ACTION ITEM: Working from the entries below, give again each line from the first through the one containing "use reqwest::Client as ReqwestClient;", exactly and with nothing else.

Collected data
--------------------------------------------------

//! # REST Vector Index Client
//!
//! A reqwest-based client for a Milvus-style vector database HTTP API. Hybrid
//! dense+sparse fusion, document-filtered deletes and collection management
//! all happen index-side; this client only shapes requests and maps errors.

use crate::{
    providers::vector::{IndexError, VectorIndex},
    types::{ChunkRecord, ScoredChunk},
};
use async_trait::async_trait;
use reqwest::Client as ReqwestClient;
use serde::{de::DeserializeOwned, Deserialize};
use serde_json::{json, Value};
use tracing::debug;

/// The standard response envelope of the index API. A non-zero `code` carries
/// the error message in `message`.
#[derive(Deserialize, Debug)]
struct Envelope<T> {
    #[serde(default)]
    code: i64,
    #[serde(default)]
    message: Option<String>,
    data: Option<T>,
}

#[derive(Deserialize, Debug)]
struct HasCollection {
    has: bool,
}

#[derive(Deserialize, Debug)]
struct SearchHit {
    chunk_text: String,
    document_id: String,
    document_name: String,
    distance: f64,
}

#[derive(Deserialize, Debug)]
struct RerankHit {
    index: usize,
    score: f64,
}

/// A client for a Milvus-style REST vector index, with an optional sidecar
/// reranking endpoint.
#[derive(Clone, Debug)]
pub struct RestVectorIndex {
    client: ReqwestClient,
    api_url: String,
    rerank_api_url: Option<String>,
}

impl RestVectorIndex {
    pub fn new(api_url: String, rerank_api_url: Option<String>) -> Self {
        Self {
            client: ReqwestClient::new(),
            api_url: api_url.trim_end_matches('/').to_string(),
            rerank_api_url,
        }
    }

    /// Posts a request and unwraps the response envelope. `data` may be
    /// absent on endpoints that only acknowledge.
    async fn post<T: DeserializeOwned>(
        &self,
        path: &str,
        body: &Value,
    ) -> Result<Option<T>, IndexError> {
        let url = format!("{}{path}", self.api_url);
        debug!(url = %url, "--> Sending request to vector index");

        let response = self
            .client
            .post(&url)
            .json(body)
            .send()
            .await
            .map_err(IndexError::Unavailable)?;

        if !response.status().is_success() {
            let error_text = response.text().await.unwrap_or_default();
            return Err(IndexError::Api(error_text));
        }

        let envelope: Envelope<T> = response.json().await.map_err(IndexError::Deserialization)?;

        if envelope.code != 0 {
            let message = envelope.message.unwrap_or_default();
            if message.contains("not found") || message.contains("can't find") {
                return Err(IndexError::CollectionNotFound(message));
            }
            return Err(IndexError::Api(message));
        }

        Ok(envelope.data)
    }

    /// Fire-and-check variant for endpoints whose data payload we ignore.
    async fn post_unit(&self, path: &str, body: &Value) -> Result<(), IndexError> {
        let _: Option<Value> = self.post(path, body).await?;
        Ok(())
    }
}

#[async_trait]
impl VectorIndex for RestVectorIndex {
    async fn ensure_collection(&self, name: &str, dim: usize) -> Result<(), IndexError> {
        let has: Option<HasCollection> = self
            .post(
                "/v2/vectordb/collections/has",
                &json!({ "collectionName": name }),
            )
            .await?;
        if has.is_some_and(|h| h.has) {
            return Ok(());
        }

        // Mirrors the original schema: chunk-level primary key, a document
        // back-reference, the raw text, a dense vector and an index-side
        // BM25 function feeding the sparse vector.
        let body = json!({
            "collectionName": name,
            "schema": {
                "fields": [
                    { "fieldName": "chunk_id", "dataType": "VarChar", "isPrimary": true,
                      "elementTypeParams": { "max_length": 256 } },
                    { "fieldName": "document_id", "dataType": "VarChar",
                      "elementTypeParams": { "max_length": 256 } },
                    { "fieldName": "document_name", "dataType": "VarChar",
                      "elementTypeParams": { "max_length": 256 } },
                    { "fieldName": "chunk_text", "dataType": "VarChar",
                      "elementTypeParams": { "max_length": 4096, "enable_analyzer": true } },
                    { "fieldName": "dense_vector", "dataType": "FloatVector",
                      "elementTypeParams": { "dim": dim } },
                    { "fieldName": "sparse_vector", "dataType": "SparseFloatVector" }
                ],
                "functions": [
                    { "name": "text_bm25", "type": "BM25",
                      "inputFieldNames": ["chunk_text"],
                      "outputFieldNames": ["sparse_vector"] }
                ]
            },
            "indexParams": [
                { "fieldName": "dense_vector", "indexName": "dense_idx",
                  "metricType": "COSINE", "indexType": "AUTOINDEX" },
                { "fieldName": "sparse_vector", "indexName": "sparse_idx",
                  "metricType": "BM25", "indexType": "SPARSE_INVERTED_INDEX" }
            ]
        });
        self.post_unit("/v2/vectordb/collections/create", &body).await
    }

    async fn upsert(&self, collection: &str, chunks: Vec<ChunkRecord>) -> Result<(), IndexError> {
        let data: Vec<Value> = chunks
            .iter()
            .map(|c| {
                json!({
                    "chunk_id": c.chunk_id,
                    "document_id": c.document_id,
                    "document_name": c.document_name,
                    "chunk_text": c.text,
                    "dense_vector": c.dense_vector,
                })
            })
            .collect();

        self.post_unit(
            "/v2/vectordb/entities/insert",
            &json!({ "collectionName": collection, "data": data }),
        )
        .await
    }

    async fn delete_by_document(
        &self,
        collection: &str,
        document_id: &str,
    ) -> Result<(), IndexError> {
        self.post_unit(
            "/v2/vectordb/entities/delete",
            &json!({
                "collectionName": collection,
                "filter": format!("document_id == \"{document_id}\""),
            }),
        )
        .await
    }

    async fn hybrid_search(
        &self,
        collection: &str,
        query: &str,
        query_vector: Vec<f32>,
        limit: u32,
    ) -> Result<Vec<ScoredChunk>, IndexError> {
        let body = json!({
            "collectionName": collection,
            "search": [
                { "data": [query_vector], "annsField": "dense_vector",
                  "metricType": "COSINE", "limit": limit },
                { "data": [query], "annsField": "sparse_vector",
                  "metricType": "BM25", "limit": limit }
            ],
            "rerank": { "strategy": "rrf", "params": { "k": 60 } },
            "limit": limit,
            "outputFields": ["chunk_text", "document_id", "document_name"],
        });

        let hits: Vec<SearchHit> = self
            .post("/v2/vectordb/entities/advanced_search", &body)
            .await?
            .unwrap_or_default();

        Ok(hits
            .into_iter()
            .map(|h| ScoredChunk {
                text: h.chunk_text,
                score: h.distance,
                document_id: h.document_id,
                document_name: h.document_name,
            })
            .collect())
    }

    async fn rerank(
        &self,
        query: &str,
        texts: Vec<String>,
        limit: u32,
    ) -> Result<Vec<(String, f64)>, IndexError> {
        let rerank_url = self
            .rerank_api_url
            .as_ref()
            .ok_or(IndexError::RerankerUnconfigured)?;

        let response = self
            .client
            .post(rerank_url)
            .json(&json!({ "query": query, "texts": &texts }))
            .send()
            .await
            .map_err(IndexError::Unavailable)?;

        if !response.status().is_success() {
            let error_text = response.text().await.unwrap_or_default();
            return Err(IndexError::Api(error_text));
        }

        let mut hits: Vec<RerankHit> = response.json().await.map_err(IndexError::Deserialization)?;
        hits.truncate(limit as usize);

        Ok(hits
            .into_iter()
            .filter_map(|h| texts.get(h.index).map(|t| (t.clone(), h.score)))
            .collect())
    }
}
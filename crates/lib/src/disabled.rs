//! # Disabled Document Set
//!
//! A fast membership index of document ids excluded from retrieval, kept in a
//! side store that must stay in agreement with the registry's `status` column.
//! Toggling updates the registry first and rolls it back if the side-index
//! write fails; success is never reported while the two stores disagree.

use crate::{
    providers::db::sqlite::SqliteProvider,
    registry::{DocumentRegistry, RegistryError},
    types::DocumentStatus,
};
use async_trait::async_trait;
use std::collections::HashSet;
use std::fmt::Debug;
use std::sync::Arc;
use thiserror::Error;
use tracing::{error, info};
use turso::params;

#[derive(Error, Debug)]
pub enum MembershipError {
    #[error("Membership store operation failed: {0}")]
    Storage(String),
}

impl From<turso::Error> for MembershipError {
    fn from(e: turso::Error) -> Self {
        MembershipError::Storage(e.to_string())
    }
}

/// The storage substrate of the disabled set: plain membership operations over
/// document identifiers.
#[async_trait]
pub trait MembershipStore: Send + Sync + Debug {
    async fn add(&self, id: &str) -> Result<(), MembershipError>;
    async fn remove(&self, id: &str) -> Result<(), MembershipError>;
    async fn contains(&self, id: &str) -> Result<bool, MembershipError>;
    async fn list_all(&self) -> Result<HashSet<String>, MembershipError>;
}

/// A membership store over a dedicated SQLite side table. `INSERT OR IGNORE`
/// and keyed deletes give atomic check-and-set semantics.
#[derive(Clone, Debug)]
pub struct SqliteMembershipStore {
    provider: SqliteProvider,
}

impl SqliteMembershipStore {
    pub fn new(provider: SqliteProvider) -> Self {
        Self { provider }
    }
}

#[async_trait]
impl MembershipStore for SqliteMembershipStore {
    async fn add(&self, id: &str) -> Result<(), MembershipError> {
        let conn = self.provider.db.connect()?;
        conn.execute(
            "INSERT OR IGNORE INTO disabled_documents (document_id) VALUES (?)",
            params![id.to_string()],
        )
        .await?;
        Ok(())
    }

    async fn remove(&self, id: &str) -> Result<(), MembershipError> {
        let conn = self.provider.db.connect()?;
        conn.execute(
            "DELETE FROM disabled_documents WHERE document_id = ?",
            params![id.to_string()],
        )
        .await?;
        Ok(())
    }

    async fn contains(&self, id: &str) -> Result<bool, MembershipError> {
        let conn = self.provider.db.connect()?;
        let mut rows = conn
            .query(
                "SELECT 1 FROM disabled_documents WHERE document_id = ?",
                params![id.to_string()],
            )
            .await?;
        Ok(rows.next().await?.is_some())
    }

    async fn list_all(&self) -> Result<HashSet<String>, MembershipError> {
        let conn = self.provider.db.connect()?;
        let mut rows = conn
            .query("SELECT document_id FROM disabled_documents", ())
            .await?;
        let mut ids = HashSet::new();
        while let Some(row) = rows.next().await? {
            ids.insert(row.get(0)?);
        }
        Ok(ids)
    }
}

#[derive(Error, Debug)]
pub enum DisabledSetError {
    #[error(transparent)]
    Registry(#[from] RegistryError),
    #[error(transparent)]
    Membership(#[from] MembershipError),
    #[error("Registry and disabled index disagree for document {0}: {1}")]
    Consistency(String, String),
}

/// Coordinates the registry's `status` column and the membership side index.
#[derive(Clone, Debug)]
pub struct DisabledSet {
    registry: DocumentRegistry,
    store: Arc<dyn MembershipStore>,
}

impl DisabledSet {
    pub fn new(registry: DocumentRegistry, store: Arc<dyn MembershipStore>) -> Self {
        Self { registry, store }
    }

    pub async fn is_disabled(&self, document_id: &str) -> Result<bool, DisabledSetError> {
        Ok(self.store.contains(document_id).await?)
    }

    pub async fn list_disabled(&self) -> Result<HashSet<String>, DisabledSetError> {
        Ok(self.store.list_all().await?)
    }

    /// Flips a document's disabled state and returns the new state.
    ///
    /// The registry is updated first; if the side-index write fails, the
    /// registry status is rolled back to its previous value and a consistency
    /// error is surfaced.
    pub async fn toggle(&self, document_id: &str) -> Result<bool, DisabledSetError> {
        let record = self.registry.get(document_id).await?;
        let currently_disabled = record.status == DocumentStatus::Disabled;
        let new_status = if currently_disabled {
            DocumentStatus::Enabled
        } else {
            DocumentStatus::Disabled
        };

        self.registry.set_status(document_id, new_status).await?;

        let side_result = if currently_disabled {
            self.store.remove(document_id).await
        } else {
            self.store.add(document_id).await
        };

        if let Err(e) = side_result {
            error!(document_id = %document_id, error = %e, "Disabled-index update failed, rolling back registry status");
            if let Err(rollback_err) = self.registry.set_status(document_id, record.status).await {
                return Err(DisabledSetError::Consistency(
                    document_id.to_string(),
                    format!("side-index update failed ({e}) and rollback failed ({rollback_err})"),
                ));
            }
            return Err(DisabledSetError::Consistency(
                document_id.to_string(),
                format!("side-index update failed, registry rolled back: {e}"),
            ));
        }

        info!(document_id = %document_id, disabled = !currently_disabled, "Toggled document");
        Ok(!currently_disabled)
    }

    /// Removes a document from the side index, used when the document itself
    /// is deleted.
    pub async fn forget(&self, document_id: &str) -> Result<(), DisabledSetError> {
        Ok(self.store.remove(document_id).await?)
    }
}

--------------------------------------------------

TASK OUTPUT:
//! # REST Vector Index Client
//!
//! A reqwest-based client for a Milvus-style vector database HTTP API. Hybrid
//! dense+sparse fusion, document-filtered deletes and collection management
//! all happen index-side; this client only shapes requests and maps errors.

use crate::{
    providers::vector::{IndexError, VectorIndex},
    types::{ChunkRecord, ScoredChunk},
};
use async_trait::async_trait;
use reqwest::Client as ReqwestClient;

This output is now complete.